━━━━━ Data for review ━━━━━
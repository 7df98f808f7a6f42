// Copyright (c) 2019 Georg Brandl.  Licensed under the Apache License,
// Version 2.0 <LICENSE-APACHE or http://www.apache.org/licenses/LICENSE-2.0>
// or the MIT license <LICENSE-MIT or http://opensource.org/licenses/MIT>, at
// your option. This file may not be copied, modified, or distributed except
// according to those terms.

//! Plane geometry for arcs and Bézier splines.

use std::f64::consts::{FRAC_PI_2, TAU};

use crate::axes::Point3;

/// Largest distance by which an endpoint may miss the arc circle (mm).
pub const ARC_TOLERANCE: f64 = 0.002;

/// Distances below this are considered zero.
pub const EPSILON: f64 = 1e-9;

/// Find the center of an arc from `start` to `end` (in plane coordinates)
/// with the given radius.  A negative radius selects the arc larger than a
/// half circle.  Returns `None` if the radius cannot reach the endpoint.
pub fn arc_center_from_radius(start: (f64, f64), end: (f64, f64), radius: f64,
                              clockwise: bool) -> Option<(f64, f64)> {
    let abs_radius = radius.abs();
    let mid = ((start.0 + end.0) / 2., (start.1 + end.1) / 2.);
    let mut half_length = (mid.0 - end.0).hypot(mid.1 - end.1);
    if half_length < EPSILON || half_length - abs_radius > ARC_TOLERANCE {
        return None;
    }
    half_length = half_length.min(abs_radius);
    let chord_angle = (end.1 - start.1).atan2(end.0 - start.0);
    let theta = if clockwise == (radius > 0.) {
        chord_angle - FRAC_PI_2
    } else {
        chord_angle + FRAC_PI_2
    };
    let offset = abs_radius * (half_length / abs_radius).asin().cos();
    Some((mid.0 + offset * theta.cos(), mid.1 + offset * theta.sin()))
}

/// Angle of a point around a center, in plane coordinates.
pub fn angle_of(center: (f64, f64), point: (f64, f64)) -> f64 {
    (point.1 - center.1).atan2(point.0 - center.0)
}

/// Swept angle (always positive) of an arc between two angles.  Coinciding
/// start and end make a full circle; each additional turn adds one.
pub fn arc_sweep(start_angle: f64, end_angle: f64, clockwise: bool, turns: u32) -> f64 {
    let mut sweep = if clockwise { start_angle - end_angle } else { end_angle - start_angle };
    sweep = sweep.rem_euclid(TAU);
    if sweep < EPSILON {
        sweep = TAU;
    }
    sweep + TAU * turns.saturating_sub(1) as f64
}

/// Whether the angle `probe` lies on the arc starting at `start_angle`.
pub fn angle_on_arc(start_angle: f64, sweep: f64, probe: f64, clockwise: bool) -> bool {
    let delta = if clockwise { start_angle - probe } else { probe - start_angle };
    delta.rem_euclid(TAU) <= sweep + EPSILON
}

/// Evaluate a cubic Bézier curve.
pub fn bezier_point(controls: &[Point3; 4], t: f64) -> Point3 {
    let u = 1. - t;
    let w = [u * u * u, 3. * u * u * t, 3. * u * t * t, t * t * t];
    let mut p = Point3::default();
    for (c, w) in controls.iter().zip(&w) {
        p.x += c.x * w;
        p.y += c.y * w;
        p.z += c.z * w;
    }
    p
}

/// Elevate a quadratic Bézier curve to the equivalent cubic one.
pub fn quadratic_to_cubic(start: Point3, control: Point3, end: Point3) -> [Point3; 4] {
    let lerp = |a: Point3, b: Point3| Point3::new(
        a.x + 2. / 3. * (b.x - a.x),
        a.y + 2. / 3. * (b.y - a.y),
        a.z + 2. / 3. * (b.z - a.z),
    );
    [start, lerp(start, control), lerp(end, control), end]
}

/// Length of the control polygon, an upper bound of the curve length.
pub fn control_polygon_length(controls: &[Point3; 4]) -> f64 {
    controls.windows(2).map(|w| w[0].distance_to(&w[1])).sum()
}

#[cfg(test)]
mod tests {
    use super::*;
    use std::f64::consts::PI;

    fn assert_close(a: f64, b: f64) {
        assert!((a - b).abs() < 1e-9, "{} != {}", a, b);
    }

    #[test]
    fn test_radius_center() {
        // quarter circle from (0,0) to (5,5)
        let (cx, cy) = arc_center_from_radius((0., 0.), (5., 5.), 5., true).unwrap();
        assert_close(cx, 5.);
        assert_close(cy, 0.);
        let (cx, cy) = arc_center_from_radius((0., 0.), (5., 5.), 5., false).unwrap();
        assert_close(cx, 0.);
        assert_close(cy, 5.);
        // negative radius selects the other center
        let (cx, cy) = arc_center_from_radius((0., 0.), (5., 5.), -5., true).unwrap();
        assert_close(cx, 0.);
        assert_close(cy, 5.);
        // half circle
        let (cx, cy) = arc_center_from_radius((0., 0.), (10., 0.), 5., true).unwrap();
        assert_close(cx, 5.);
        assert_close(cy, 0.);
        assert!(arc_center_from_radius((0., 0.), (10., 0.), 4., true).is_none());
        assert!(arc_center_from_radius((1., 1.), (1., 1.), 4., true).is_none());
    }

    #[test]
    fn test_sweep() {
        assert_close(arc_sweep(PI, 0., true, 1), PI);
        assert_close(arc_sweep(0., FRAC_PI_2, false, 1), FRAC_PI_2);
        assert_close(arc_sweep(0., FRAC_PI_2, true, 1), 3. * FRAC_PI_2);
        assert_close(arc_sweep(1., 1., true, 1), TAU);
        assert_close(arc_sweep(1., 1., true, 2), 2. * TAU);
        assert!(angle_on_arc(PI, PI, FRAC_PI_2, true));
        assert!(!angle_on_arc(PI, PI, -FRAC_PI_2, true));
    }

    #[test]
    fn test_bezier() {
        let controls = quadratic_to_cubic(Point3::new(0., 0., 0.), Point3::new(1., 2., 0.),
                                          Point3::new(2., 0., 0.));
        let mid = bezier_point(&controls, 0.5);
        assert_close(mid.x, 1.);
        assert_close(mid.y, 1.);
        assert_eq!(bezier_point(&controls, 0.), controls[0]);
        assert_eq!(bezier_point(&controls, 1.), controls[3]);
    }
}
// Copyright (c) 2019 Georg Brandl.  Licensed under the Apache License,
// Version 2.0 <LICENSE-APACHE or http://www.apache.org/licenses/LICENSE-2.0>
// or the MIT license <LICENSE-MIT or http://opensource.org/licenses/MIT>, at
// your option. This file may not be copied, modified, or distributed except
// according to those terms.

//! The boundary to the live controller.
//!
//! A `ControllerSnapshot` captures what the controller reports about its
//! parser state, coordinate systems, tool table and last probe, and is the
//! only input to `Machine::reset`.  It can be deserialized from TOML or built
//! from Grbl-style `$G` / `$#` report lines.

use std::path::Path;
use serde::Deserialize;
use thiserror::Error;

use crate::axes::NUM_AXES;
use crate::config::ConfigError;
use super::enums::*;
use super::tables::{axis_array, pad_axes, CoordinateSystem, Tool};

#[derive(Debug, Error, PartialEq)]
pub enum ReportError {
    #[error("Malformed report line: {0}")]
    Malformed(String),
    #[error("Bad number in report: {0}")]
    BadNumber(String),
}

/// Modal parser state as reported by the controller.
#[derive(Clone, PartialEq, Debug, Deserialize)]
#[serde(default)]
pub struct ParserState {
    /// Active motion mode as G-code number times ten (e.g. 10 for G1).
    pub motion: u16,
    pub coord_system: CoordSystemId,
    pub plane: Plane,
    pub units: Units,
    pub distance: DistanceMode,
    pub ijk: IjkMode,
    pub feed_rate_mode: FeedRateMode,
    pub lathe_mode: LatheMode,
    pub spindle: SpindleState,
    pub coolant: CoolantState,
    pub tool: u32,
    pub feed_rate: f64,
    pub rpm: f64,
}

impl Default for ParserState {
    fn default() -> Self {
        ParserState {
            motion: 0,
            coord_system: CoordSystemId::G54,
            plane: Plane::XY,
            units: Units::Metric,
            distance: DistanceMode::Absolute,
            ijk: IjkMode::Incremental,
            feed_rate_mode: FeedRateMode::UnitsPerMin,
            lathe_mode: LatheMode::Disabled,
            spindle: SpindleState::Off,
            coolant: CoolantState::default(),
            tool: 0,
            feed_rate: 0.,
            rpm: 0.,
        }
    }
}

fn parse_num(s: &str) -> Result<f64, ReportError> {
    s.trim().parse().map_err(|_| ReportError::BadNumber(s.into()))
}

fn parse_values(s: &str) -> Result<[f64; NUM_AXES], ReportError> {
    let values = s.split(',').map(parse_num).collect::<Result<Vec<_>, _>>()?;
    if values.len() > NUM_AXES {
        return Err(ReportError::Malformed(s.into()));
    }
    Ok(pad_axes(&values))
}

impl ParserState {
    /// Parse the body of a `[GC:...]` report, e.g.
    /// `G0 G54 G17 G21 G90 G94 M5 M9 T0 F0 S0`.
    pub fn from_report(body: &str) -> Result<Self, ReportError> {
        let mut state = ParserState::default();
        // M7 and M8 may both be reported
        let mut coolant = CoolantState::default();
        for word in body.split_whitespace() {
            let mut chars = word.chars();
            let letter = chars.next().unwrap_or(' ');
            let num = parse_num(chars.as_str())?;
            let code = (num * 10.).round() as u16;
            match letter.to_ascii_uppercase() {
                'G' => match code {
                    0 | 10 | 20 | 30 | 50 | 51 | 330 | 382..=385 | 730 | 760 | 800..=890 =>
                        state.motion = code,
                    540..=593 => if let Some(cs) = CoordSystemId::WORK.iter()
                        .find(|cs| cs.code() == code) {
                            state.coord_system = *cs;
                        },
                    70 => state.lathe_mode = LatheMode::Diameter,
                    80 => state.lathe_mode = LatheMode::Radius,
                    170 => state.plane = Plane::XY,
                    180 => state.plane = Plane::XZ,
                    190 => state.plane = Plane::YZ,
                    200 => state.units = Units::Imperial,
                    210 => state.units = Units::Metric,
                    900 => state.distance = DistanceMode::Absolute,
                    910 => state.distance = DistanceMode::Incremental,
                    901 => state.ijk = IjkMode::Absolute,
                    911 => state.ijk = IjkMode::Incremental,
                    930 => state.feed_rate_mode = FeedRateMode::InverseTime,
                    940 => state.feed_rate_mode = FeedRateMode::UnitsPerMin,
                    950 => state.feed_rate_mode = FeedRateMode::UnitsPerRev,
                    _ => ()
                },
                'M' => match code {
                    30 => state.spindle = SpindleState::Cw,
                    40 => state.spindle = SpindleState::Ccw,
                    50 => state.spindle = SpindleState::Off,
                    70 => coolant.mist = true,
                    80 => coolant.flood = true,
                    _ => ()
                },
                'T' => state.tool = num as u32,
                'F' => state.feed_rate = num,
                'S' => state.rpm = num,
                _ => return Err(ReportError::Malformed(word.into())),
            }
        }
        state.coolant = coolant;
        Ok(state)
    }
}

/// Result of the last probing cycle.
#[derive(Clone, PartialEq, Debug, Default, Deserialize)]
pub struct ProbeResult {
    #[serde(default, deserialize_with = "axis_array")]
    pub position: [f64; NUM_AXES],
    #[serde(default)]
    pub success: bool,
}

/// Everything the machine model needs from the live controller.
#[derive(Clone, PartialEq, Debug, Default, Deserialize)]
#[serde(default)]
pub struct ControllerSnapshot {
    pub parser_state: ParserState,
    pub coord_systems: Vec<CoordinateSystem>,
    pub tools: Vec<Tool>,
    #[serde(deserialize_with = "axis_array")]
    pub tool_length_offset: [f64; NUM_AXES],
    #[serde(deserialize_with = "axis_array")]
    pub machine_position: [f64; NUM_AXES],
    pub probe: Option<ProbeResult>,
}

impl ControllerSnapshot {
    pub fn from_toml_str(text: &str) -> Result<Self, ConfigError> {
        Ok(toml::from_str(text)?)
    }

    pub fn load(path: impl AsRef<Path>) -> Result<Self, ConfigError> {
        let text = std::fs::read_to_string(path.as_ref())?;
        let snapshot = Self::from_toml_str(&text)?;
        tracing::info!("Loaded controller snapshot from {}", path.as_ref().display());
        Ok(snapshot)
    }

    /// Build a snapshot from the lines of `$G` and `$#` reports.
    pub fn from_report(text: &str) -> Result<Self, ReportError> {
        let mut snapshot = ControllerSnapshot::default();
        for line in text.lines() {
            snapshot.apply_report_line(line)?;
        }
        Ok(snapshot)
    }

    /// Update the snapshot from one report line.  Lines that are not bracketed
    /// reports (e.g. `ok`) and unknown reports are ignored.
    pub fn apply_report_line(&mut self, line: &str) -> Result<(), ReportError> {
        let line = line.trim();
        let body = match line.strip_prefix('[').and_then(|l| l.strip_suffix(']')) {
            Some(body) => body,
            None => return Ok(()),
        };
        let (tag, data) = body.split_once(':')
            .ok_or_else(|| ReportError::Malformed(line.into()))?;
        match tag {
            "GC" => self.parser_state = ParserState::from_report(data)?,
            "TLO" => {
                let values = data.split(',').map(parse_num).collect::<Result<Vec<_>, _>>()?;
                // Grbl reports only the Z offset
                self.tool_length_offset = if values.len() == 1 {
                    pad_axes(&[0., 0., values[0]])
                } else {
                    pad_axes(&values)
                };
            }
            "PRB" => {
                let (pos, ok) = data.rsplit_once(':')
                    .ok_or_else(|| ReportError::Malformed(line.into()))?;
                self.probe = Some(ProbeResult {
                    position: parse_values(pos)?,
                    success: ok.trim() == "1",
                });
            }
            "T" => {
                let mut parts = data.split('|');
                let number = parts.next().map(parse_num).transpose()?
                    .ok_or_else(|| ReportError::Malformed(line.into()))?;
                let offsets = parts.next().map(parse_values).transpose()?.unwrap_or_default();
                let radius = parts.next().map(parse_num).transpose()?.unwrap_or(0.);
                self.tools.retain(|t| t.number != number as u32);
                self.tools.push(Tool { number: number as u32, offsets, radius });
            }
            _ => {
                let id = CoordSystemId::ALL.iter().find(|cs| cs.to_string() == tag);
                if let Some(&id) = id {
                    let values = parse_values(data)?;
                    self.coord_systems.retain(|cs| cs.id != id);
                    self.coord_systems.push(CoordinateSystem { id, values });
                }
            }
        }
        Ok(())
    }
}

/// Narrow interface for re-synchronizing a model from the live controller.
pub trait Synchronize {
    fn sync(&mut self, snapshot: &ControllerSnapshot);
}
━━━━━
▶ Your task
Only lines with the word "UnitsPerMin" count here; copy every one from the records.

▶ Answer section
            feed_rate_mode: FeedRateMode::UnitsPerMin,
                    940 => state.feed_rate_mode = FeedRateMode::UnitsPerMin,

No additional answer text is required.